• **DATASET**
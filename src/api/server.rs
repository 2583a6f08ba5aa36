use std::net::SocketAddr;

use tokio::net::TcpListener;

use crate::api::routes::{AppState, create_router};
use crate::error::Result;

/// Binds `server.host:server.port` and serves until Ctrl-C or SIGTERM.
pub async fn serve(state: AppState) -> Result<()> {
    let address = state.config.server.bind_address();
    let listener = TcpListener::bind(&address).await?;
    tracing::info!("Server running on {}", listener.local_addr()?);

    let app = create_router(state);
    axum::serve(
        listener,
        app.into_make_service_with_connect_info::<SocketAddr>(),
    )
    .with_graceful_shutdown(shutdown_signal())
    .await?;

    tracing::info!("Server stopped");
    Ok(())
}

async fn shutdown_signal() {
    let ctrl_c = async {
        if let Err(e) = tokio::signal::ctrl_c().await {
            tracing::error!("Failed to listen for Ctrl-C: {}", e);
            std::future::pending::<()>().await;
        }
    };

    #[cfg(unix)]
    let terminate = async {
        match tokio::signal::unix::signal(tokio::signal::unix::SignalKind::terminate()) {
            Ok(mut signal) => {
                signal.recv().await;
            }
            Err(e) => {
                tracing::error!("Failed to listen for SIGTERM: {}", e);
                std::future::pending::<()>().await;
            }
        }
    };

    #[cfg(not(unix))]
    let terminate = std::future::pending::<()>();

    tokio::select! {
        _ = ctrl_c => {},
        _ = terminate => {},
    }
    tracing::info!("Shutdown signal received");
}
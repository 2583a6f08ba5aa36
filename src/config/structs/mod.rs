mod app;
mod learn;
mod llm;
mod network;
mod server;

pub use app::AppConfig;
pub use learn::LearnConfig;
pub use llm::{DEFAULT_PROVIDER_NAME, LLMConfig, ProviderConfig};
pub use network::NetworkConfig;
pub use server::{GitHubConfig, ServerConfig};
//! Nested file trees for the sidebar.
//!
//! Local directories are listed with [`walk_dir`]; GitHub trees arrive as a
//! flat `{path, type}` list. Both are nested by [`build_tree`] /
//! [`nest_github_tree`], with folders first and names compared
//! case-insensitively.

use std::cmp::Ordering;
use std::collections::BTreeMap;
use std::path::Path;

use ignore::WalkBuilder;
use serde::Serialize;

use crate::error::Result;
use crate::github::TreeEntry;
use crate::techdetect::detect_technologies;

#[derive(Debug, Clone, Copy, PartialEq, Eq, Serialize)]
#[serde(rename_all = "lowercase")]
pub enum NodeKind {
    Folder,
    File,
}

/// One node of the nested tree.
#[derive(Debug, Clone, PartialEq, Serialize)]
pub struct TreeNode {
    pub name: String,
    #[serde(rename = "type")]
    pub kind: NodeKind,
    pub path: String,
    /// Empty for folders.
    pub technologies: Vec<String>,
    #[serde(skip_serializing_if = "Option::is_none")]
    pub children: Option<Vec<TreeNode>>,
}

/// A GitHub blob flattened for the learn sidebar.
#[derive(Debug, Clone, PartialEq, Serialize)]
pub struct FlatFile {
    pub name: String,
    #[serde(rename = "type")]
    pub kind: NodeKind,
    pub path: String,
    pub technologies: Vec<String>,
    #[serde(skip_serializing_if = "Option::is_none")]
    pub size: Option<u64>,
    #[serde(skip_serializing_if = "Option::is_none")]
    pub sha: Option<String>,
}

struct PendingNode {
    kind: NodeKind,
    path: String,
    children: BTreeMap<String, PendingNode>,
}

impl PendingNode {
    fn new(kind: NodeKind, path: String) -> Self {
        Self {
            kind,
            path,
            children: BTreeMap::new(),
        }
    }
}

/// Inserts `path`; the leaf gets `leaf_kind`, intermediate segments are
/// folders. An existing node keeps the kind it was first inserted with.
fn insert_path(root: &mut BTreeMap<String, PendingNode>, path: &str, leaf_kind: NodeKind) {
    let parts: Vec<&str> = path.split('/').filter(|p| !p.is_empty()).collect();
    let mut current = root;

    for (i, part) in parts.iter().enumerate() {
        let kind = if i == parts.len() - 1 {
            leaf_kind
        } else {
            NodeKind::Folder
        };
        let node = current
            .entry(part.to_string())
            .or_insert_with(|| PendingNode::new(kind, parts[..=i].join("/")));
        current = &mut node.children;
    }
}

fn compare_nodes(a: &TreeNode, b: &TreeNode) -> Ordering {
    match (a.kind, b.kind) {
        (NodeKind::Folder, NodeKind::File) => Ordering::Less,
        (NodeKind::File, NodeKind::Folder) => Ordering::Greater,
        _ => a
            .name
            .to_lowercase()
            .cmp(&b.name.to_lowercase())
            .then_with(|| a.name.cmp(&b.name)),
    }
}

fn finish(nodes: BTreeMap<String, PendingNode>) -> Vec<TreeNode> {
    let mut out: Vec<TreeNode> = nodes
        .into_iter()
        .map(|(name, node)| match node.kind {
            NodeKind::Folder => TreeNode {
                name,
                kind: NodeKind::Folder,
                path: node.path,
                technologies: Vec::new(),
                children: Some(finish(node.children)),
            },
            NodeKind::File => TreeNode {
                name,
                kind: NodeKind::File,
                technologies: detect_technologies(&node.path),
                path: node.path,
                children: None,
            },
        })
        .collect();
    out.sort_by(compare_nodes);
    out
}

/// Nests flat `a/b/c` file paths into a tree.
///
/// # Example
/// ```
/// use openhub::tree::{build_tree, NodeKind};
///
/// let tree = build_tree(&["src/main.rs", "README.md"]);
/// assert_eq!(tree[0].name, "src");
/// assert_eq!(tree[0].kind, NodeKind::Folder);
/// assert_eq!(tree[1].name, "README.md");
/// ```
pub fn build_tree<S: AsRef<str>>(paths: &[S]) -> Vec<TreeNode> {
    let mut root = BTreeMap::new();
    for path in paths {
        insert_path(&mut root, path.as_ref(), NodeKind::File);
    }
    finish(root)
}

/// Nests GitHub tree entries. `tree` entries become folders even when
/// nothing inside them is listed.
pub fn nest_github_tree(entries: &[TreeEntry]) -> Vec<TreeNode> {
    let mut root = BTreeMap::new();
    for entry in entries {
        let kind = if entry.is_tree() {
            NodeKind::Folder
        } else {
            NodeKind::File
        };
        insert_path(&mut root, &entry.path, kind);
    }
    finish(root)
}

/// Keeps only blobs, flattened with their detected technologies.
pub fn flatten_blobs(entries: &[TreeEntry]) -> Vec<FlatFile> {
    entries
        .iter()
        .filter(|e| e.is_blob())
        .map(|e| FlatFile {
            name: e.path.rsplit('/').next().unwrap_or(&e.path).to_string(),
            kind: NodeKind::File,
            path: e.path.clone(),
            technologies: detect_technologies(&e.path),
            size: e.size,
            sha: e.sha.clone(),
        })
        .collect()
}

/// Lists every file under `root` as a relative `/`-separated path.
///
/// Hidden files are included and `.gitignore` is not consulted. Directories
/// named in `ignore_dirs` are skipped entirely.
pub fn walk_dir(root: &Path, ignore_dirs: &[String]) -> Result<Vec<String>> {
    let ignore_dirs = ignore_dirs.to_vec();
    let walker = WalkBuilder::new(root)
        .standard_filters(false)
        .hidden(false)
        .git_ignore(false)
        .follow_links(false)
        .filter_entry(move |entry| {
            let is_dir = entry.file_type().is_some_and(|t| t.is_dir());
            !(is_dir
                && entry.depth() > 0
                && ignore_dirs
                    .iter()
                    .any(|d| entry.file_name().to_str() == Some(d.as_str())))
        })
        .build();

    let mut files = Vec::new();
    for entry in walker {
        let entry = match entry {
            Ok(entry) => entry,
            Err(e) => {
                tracing::debug!("Skipping unreadable entry: {}", e);
                continue;
            }
        };
        if entry.file_type().is_some_and(|t| t.is_dir()) {
            continue;
        }
        let Ok(relative) = entry.path().strip_prefix(root) else {
            continue;
        };
        let relative = relative
            .components()
            .map(|c| c.as_os_str().to_string_lossy())
            .collect::<Vec<_>>()
            .join("/");
        if !relative.is_empty() {
            files.push(relative);
        }
    }

    files.sort();
    Ok(files)
}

• **YOUR TASK**
Copy each line from the data that features the string "first".

• **OUTPUT FOR THIS TASK**
//! [`nest_github_tree`], with folders first and names compared
/// folders. An existing node keeps the kind it was first inserted with.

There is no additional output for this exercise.